179 AutoML and Automated Model Selection
Machine learning practice involves a long chain of decisions. An engineer must select a preprocessing strategy, encode categorical variables, impute missing values, choose a learning algorithm, and then tune the hyperparameters of every component in that chain. Each decision interacts with the others, and the right choice depends on the dataset at hand. Automated machine learning, usually shortened to AutoML, is the research program that treats this whole chain of decisions as a single optimization problem and solves it with general purpose search.

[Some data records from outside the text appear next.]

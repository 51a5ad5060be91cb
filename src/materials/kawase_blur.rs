//! Kawase convolution blur material.
//!
//! One blur iteration samples the input at four diagonal offsets of
//! `(kernel + 0.5)` texels. Running several iterations with a growing kernel
//! while ping-ponging between two targets approximates a wide Gaussian for a
//! fraction of the taps. Scheduling those iterations is the caller's job;
//! this material only holds the per-iteration parameters.

use glam::Vec4;

use super::Resizable;
use crate::error::PostFxError;
use crate::gpu::pipeline_helpers::{filtering_sampler, texture_2d, uniform_buffer};
use crate::gpu::shader_composer::ShaderComposer;
use crate::options::BlurOptions;

/// WGSL source of the blur pass.
pub const SHADER: &str =
    include_str!("../../assets/shaders/screen/kawase_blur.wgsl");

const FILE_PATH: &str = "screen/kawase_blur.wgsl";

/// Compose and validate the blur pass into naga IR.
///
/// # Errors
///
/// Propagates composition and validation failures.
pub fn build_shader_naga(
    composer: &mut ShaderComposer,
) -> Result<naga::Module, PostFxError> {
    composer.compose_naga(SHADER, FILE_PATH)
}

/// Compose the blur pass into a shader module on `device`, labelled with
/// [`KawaseBlurMaterial::NAME`].
///
/// # Errors
///
/// Propagates composition and validation failures.
pub fn build_shader(
    device: &wgpu::Device,
    composer: &mut ShaderComposer,
) -> Result<wgpu::ShaderModule, PostFxError> {
    composer.compose(
        device,
        KawaseBlurMaterial::<wgpu::TextureView>::NAME,
        SHADER,
        FILE_PATH,
    )
}

/// GPU layout of the blur uniforms (must match `KawaseUniforms` in WGSL).
#[repr(C)]
#[derive(Debug, Clone, Copy, PartialEq, bytemuck::Pod, bytemuck::Zeroable)]
pub struct KawaseBlurUniforms {
    /// `[1/w, 1/h, 0.5/w, 0.5/h]`.
    pub texel_size: [f32; 4],
    /// Kernel radius of the current iteration, in texels.
    pub kernel: f32,
    /// Offset multiplier.
    pub scale: f32,
    /// Padding for GPU alignment.
    pub _pad: [f32; 2],
}

/// Parameters of one Kawase blur iteration.
///
/// `T` is the input texture handle. With the default `wgpu::TextureView`
/// the material keeps a reference-counted view; the texture itself stays
/// owned by the caller.
#[derive(Debug, Clone)]
pub struct KawaseBlurMaterial<T = wgpu::TextureView> {
    input_buffer: Option<T>,
    texel_size: Vec4,
    kernel: f32,
    scale: f32,
}

impl<T> KawaseBlurMaterial<T> {
    /// Material name used for labels.
    pub const NAME: &'static str = "KawaseBlurMaterial";

    /// Material whose texel size is taken from `texel_size.x/y`.
    ///
    /// Prefer [`Resizable::set_size`] once the target resolution is known.
    #[must_use]
    pub fn new(texel_size: Vec4) -> Self {
        let mut material = Self {
            input_buffer: None,
            texel_size: Vec4::ZERO,
            kernel: 0.0,
            scale: 1.0,
        };
        material.set_texel_size(texel_size.x, texel_size.y);
        material
    }

    /// Apply blur options.
    pub fn apply_options(&mut self, options: &BlurOptions) {
        self.scale = options.scale;
        self.kernel = options.kernel;
    }

    /// The image to blur, if one is set.
    #[must_use]
    pub fn input_buffer(&self) -> Option<&T> {
        self.input_buffer.as_ref()
    }

    /// Point the material at a new input image.
    pub fn set_input_buffer(&mut self, value: Option<T>) {
        self.input_buffer = value;
    }

    /// `(1/w, 1/h, 0.5/w, 0.5/h)` for the last size.
    #[must_use]
    pub fn texel_size(&self) -> Vec4 {
        self.texel_size
    }

    /// Blur offset multiplier.
    #[must_use]
    pub fn scale(&self) -> f32 {
        self.scale
    }

    /// Set the blur offset multiplier.
    pub fn set_scale(&mut self, value: f32) {
        self.scale = value;
    }

    /// Kernel radius of the current iteration.
    #[must_use]
    pub fn kernel(&self) -> f32 {
        self.kernel
    }

    /// Set the kernel radius for the next iteration.
    pub fn set_kernel(&mut self, value: f32) {
        self.kernel = value;
    }

    /// Current values in GPU layout.
    #[must_use]
    pub fn uniforms(&self) -> KawaseBlurUniforms {
        KawaseBlurUniforms {
            texel_size: self.texel_size.to_array(),
            kernel: self.kernel,
            scale: self.scale,
            _pad: [0.0; 2],
        }
    }

    /// Bind group layout matching the blur shader: input texture, sampler,
    /// uniforms.
    #[must_use]
    pub fn bind_group_layout_entries() -> [wgpu::BindGroupLayoutEntry; 3] {
        [texture_2d(0), filtering_sampler(1), uniform_buffer(2)]
    }

    // Half-texel components are derived, never stored independently.
    fn set_texel_size(&mut self, x: f32, y: f32) {
        self.texel_size = Vec4::new(x, y, x * 0.5, y * 0.5);
    }
}

impl<T> Resizable for KawaseBlurMaterial<T> {
    /// Zero dimensions yield infinite texel sizes; callers must guard.
    /// Resolution-scaled sizes must be rounded to whole pixels first.
    fn set_size(&mut self, width: u32, height: u32) {
        let x = 1.0 / width as f32;
        let y = 1.0 / height as f32;
        self.set_texel_size(x, y);
    }
}

impl<T> Default for KawaseBlurMaterial<T> {
    fn default() -> Self {
        Self::new(Vec4::ZERO)
    }
}

#[cfg(test)]
mod tests {
    use super::*;

    type TestMaterial = KawaseBlurMaterial<&'static str>;

    #[test]
    fn defaults() {
        let material = TestMaterial::default();
        assert_eq!(material.texel_size(), Vec4::ZERO);
        assert_eq!(material.kernel(), 0.0);
        assert_eq!(material.scale(), 1.0);
        assert!(material.input_buffer().is_none());
    }

    #[test]
    fn constructor_derives_half_texel() {
        let material = TestMaterial::new(Vec4::new(0.5, 0.25, 9.0, 9.0));
        assert_eq!(material.texel_size(), Vec4::new(0.5, 0.25, 0.25, 0.125));
    }

    #[test]
    fn set_size_derives_texel_vector() {
        let mut material = TestMaterial::default();
        material.set_size(800, 600);
        let expected = Vec4::new(
            1.0 / 800.0,
            1.0 / 600.0,
            0.5 / 800.0,
            0.5 / 600.0,
        );
        assert!(material.texel_size().abs_diff_eq(expected, f32::EPSILON));
    }

    #[test]
    fn resolution_scaled_size_is_rounded_by_caller() {
        let mut material = TestMaterial::default();
        let scale = 0.5_f32;
        let width = (1921.0 * scale).round() as u32;
        let height = (1081.0 * scale).round() as u32;
        material.set_size(width, height);
        assert_eq!(
            material.texel_size(),
            Vec4::new(
                1.0 / 961.0,
                1.0 / 541.0,
                0.5 / 961.0,
                0.5 / 541.0
            )
        );
    }

    #[test]
    fn later_size_replaces_whole_vector() {
        let mut material = TestMaterial::default();
        material.set_size(800, 600);
        material.set_size(100, 50);
        assert_eq!(
            material.texel_size(),
            Vec4::new(0.01, 0.02, 0.005, 0.01)
        );
    }

    #[test]
    fn zero_size_propagates_infinity() {
        let mut material = TestMaterial::default();
        material.set_size(0, 600);
        assert!(material.texel_size().x.is_infinite());
        assert!(material.texel_size().y.is_finite());
    }

    #[test]
    fn accessors_have_no_side_effects() {
        let mut material = TestMaterial::default();
        material.set_size(640, 480);
        let texel = material.texel_size();

        material.set_kernel(3.0);
        material.set_scale(2.0);

        assert_eq!(material.kernel(), 3.0);
        assert_eq!(material.scale(), 2.0);
        assert_eq!(material.texel_size(), texel);
    }

    #[test]
    fn input_buffer_is_swapped_per_iteration() {
        let mut material = TestMaterial::default();
        for (iteration, kernel) in [0.0, 1.0, 2.0, 2.0, 3.0].into_iter().enumerate() {
            let target = if iteration % 2 == 0 { "ping" } else { "pong" };
            material.set_input_buffer(Some(target));
            material.set_kernel(kernel);
            assert_eq!(material.input_buffer(), Some(&target));
            assert_eq!(material.uniforms().kernel, kernel);
        }
        material.set_input_buffer(None);
        assert!(material.input_buffer().is_none());
    }

    #[test]
    fn uniforms_mirror_parameters() {
        let mut material = TestMaterial::default();
        material.set_size(4, 2);
        material.set_kernel(1.0);
        material.set_scale(0.5);
        assert_eq!(
            material.uniforms(),
            KawaseBlurUniforms {
                texel_size: [0.25, 0.5, 0.125, 0.25],
                kernel: 1.0,
                scale: 0.5,
                _pad: [0.0; 2],
            }
        );
    }

    #[test]
    fn options_set_scale_and_kernel() {
        let mut material = TestMaterial::default();
        material.apply_options(&BlurOptions {
            scale: 1.5,
            kernel: 2.0,
        });
        assert_eq!(material.scale(), 1.5);
        assert_eq!(material.kernel(), 2.0);
    }

    #[test]
    fn blur_shader_builds_with_uniform_layout() {
        let mut composer = ShaderComposer::new().unwrap();
        let module = build_shader_naga(&mut composer).unwrap();
        assert!(module
            .entry_points
            .iter()
            .any(|entry| entry.name == "fs_main"));
        assert!(module
            .types
            .iter()
            .any(|(_, ty)| ty
                .name
                .as_deref()
                .is_some_and(|name| name.contains("KawaseUniforms"))));
        assert_eq!(
            size_of::<KawaseBlurUniforms>(),
            32,
            "uniform struct no longer matches the WGSL layout"
        );
    }

    #[test]
    fn layout_matches_shader_bindings() {
        let entries = TestMaterial::bind_group_layout_entries();
        for (index, entry) in entries.iter().enumerate() {
            assert_eq!(entry.binding as usize, index);
            assert!(SHADER.contains(&format!("@binding({index})")));
        }
    }
}
use std::borrow::Cow;

use naga_oil::compose::{
    ComposableModuleDescriptor, Composer, NagaModuleDescriptor, ShaderLanguage,
    ShaderType,
};

use crate::error::PostFxError;

/// Wraps `naga_oil::compose::Composer` to provide shader composition with
/// `#import` support.
///
/// Pre-loads the shared WGSL modules at construction time. Pass shaders use
/// `#import postfx::module_name` to pull in shared code. Composed modules are
/// validated and handed to wgpu as naga IR, skipping a WGSL re-parse.
pub struct ShaderComposer {
    composer: Composer,
}

/// Shared module definition.
struct ModuleDef {
    source: &'static str,
    file_path: &'static str,
}

/// Shared modules in dependency order.
const MODULES: &[ModuleDef] = &[ModuleDef {
    source: include_str!("../../assets/shaders/modules/fullscreen.wgsl"),
    file_path: "modules/fullscreen.wgsl",
}];

impl ShaderComposer {
    /// Composer with every shared module registered.
    ///
    /// # Errors
    ///
    /// Returns [`PostFxError::ShaderCompose`] if a shared module fails to
    /// parse.
    pub fn new() -> Result<Self, PostFxError> {
        let mut composer = Composer::default();
        for m in MODULES {
            let _ = composer
                .add_composable_module(ComposableModuleDescriptor {
                    source: m.source,
                    file_path: m.file_path,
                    language: ShaderLanguage::Wgsl,
                    ..Default::default()
                })
                .map_err(|e| {
                    PostFxError::ShaderCompose(format!(
                        "shared module '{}': {e}",
                        m.file_path
                    ))
                })?;
        }
        Ok(Self { composer })
    }

    /// Compose a shader source string (which may contain `#import`
    /// directives) into a `wgpu::ShaderModule` ready for pipeline creation.
    ///
    /// # Errors
    ///
    /// Same as [`compose_naga`](Self::compose_naga).
    pub fn compose(
        &mut self,
        device: &wgpu::Device,
        label: &str,
        source: &str,
        file_path: &str,
    ) -> Result<wgpu::ShaderModule, PostFxError> {
        let naga_module = self.compose_naga(source, file_path)?;
        log::debug!("composed shader '{file_path}' as '{label}'");
        Ok(device.create_shader_module(wgpu::ShaderModuleDescriptor {
            label: Some(label),
            source: wgpu::ShaderSource::Naga(Cow::Owned(naga_module)),
        }))
    }

    /// Compose and validate a shader source into a `naga::Module` without
    /// touching a GPU device.
    ///
    /// # Errors
    ///
    /// Returns [`PostFxError::ShaderCompose`] on parse or import failures and
    /// [`PostFxError::ShaderValidation`] if naga rejects the module.
    pub fn compose_naga(
        &mut self,
        source: &str,
        file_path: &str,
    ) -> Result<naga::Module, PostFxError> {
        let module = self
            .composer
            .make_naga_module(NagaModuleDescriptor {
                source,
                file_path,
                shader_type: ShaderType::Wgsl,
                ..Default::default()
            })
            .map_err(|e| {
                PostFxError::ShaderCompose(format!("'{file_path}': {e}"))
            })?;

        let mut validator = naga::valid::Validator::new(
            naga::valid::ValidationFlags::all(),
            naga::valid::Capabilities::all(),
        );
        let _info = validator.validate(&module).map_err(|e| {
            PostFxError::ShaderValidation(format!("'{file_path}': {e}"))
        })?;
        Ok(module)
    }
}

impl std::fmt::Debug for ShaderComposer {
    fn fmt(&self, f: &mut std::fmt::Formatter<'_>) -> std::fmt::Result {
        f.debug_struct("ShaderComposer").finish_non_exhaustive()
    }
}

#[cfg(test)]
mod tests {
    use super::*;

    #[test]
    fn shared_modules_register() {
        assert!(ShaderComposer::new().is_ok());
    }

    #[test]
    fn pass_shaders_compose() {
        let mut composer = ShaderComposer::new().unwrap();
        let sources = [
            (
                String::from(crate::materials::KAWASE_BLUR_SHADER),
                "screen/kawase_blur.wgsl",
            ),
            (
                crate::blend::composite::composite_source(
                    crate::blend::BlendFunction::Normal,
                )
                .unwrap(),
                "screen/blend_composite.wgsl",
            ),
        ];
        for (source, file_path) in sources {
            let _module = composer
                .compose_naga(&source, file_path)
                .unwrap_or_else(|e| panic!("'{file_path}' failed: {e}"));
        }
    }

    #[test]
    fn broken_source_is_an_error() {
        let mut composer = ShaderComposer::new().unwrap();
        let err = composer
            .compose_naga("fn broken( -> {", "broken.wgsl")
            .unwrap_err();
        assert!(matches!(err, PostFxError::ShaderCompose(_)));
    }
}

This chapter develops the formal core of AutoML, the algorithms that make it tractable, and an honest account of what it can and cannot deliver.
179.1 1. The Combined Algorithm Selection and Hyperparameter Optimization Problem
179.1.1 1.1 From hyperparameter tuning to CASH
Classical hyperparameter optimization fixes a learning algorithm \(A\) and searches its hyperparameter space \(\Lambda\) for a configuration \(\lambda\) that minimizes validation loss. AutoML generalizes this in two directions. First, the algorithm itself becomes a choice variable. Second, the object being configured is not a single estimator but an entire pipeline.
The canonical formulation is the Combined Algorithm Selection and Hyperparameter optimization problem, abbreviated CASH and introduced with the Auto-WEKA system. Given a set of candidate algorithms \(\mathcal{A} = \{A^{(1)}, \dots, A^{(k)}\}\), where each \(A^{(j)}\) has its own hyperparameter space \(\Lambda^{(j)}\), and given a dataset split into \(K\) cross validation folds, CASH seeks
\[ A^\star, \lambda^\star \in \arg\min_{A^{(j)} \in \mathcal{A},\ \lambda \in \Lambda^{(j)}} \frac{1}{K} \sum_{i=1}^{K} \mathcal{L}\left(A^{(j)}_\lambda,\ D_{\text{train}}^{(i)},\ D_{\text{valid}}^{(i)}\right). \]
Here \(\mathcal{L}\) is a loss such as one minus accuracy or root mean squared error, and \(A^{(j)}_\lambda\) is the model produced by training algorithm \(A^{(j)}\) with hyperparameters \(\lambda\).
179.1.2 1.2 Why CASH is hard
The trick that makes CASH a single optimization problem is to introduce a top level categorical variable that selects the algorithm. The combined search space becomes a hierarchical, conditional space: the hyperparameters of a random forest are only active when the algorithm choice is random forest, and the choice of a kernel in a support vector machine activates a further set of kernel specific parameters. This structure has three properties that defeat naive optimizers.
It is high dimensional. A realistic space spans dozens of algorithms and hundreds of conditional hyperparameters.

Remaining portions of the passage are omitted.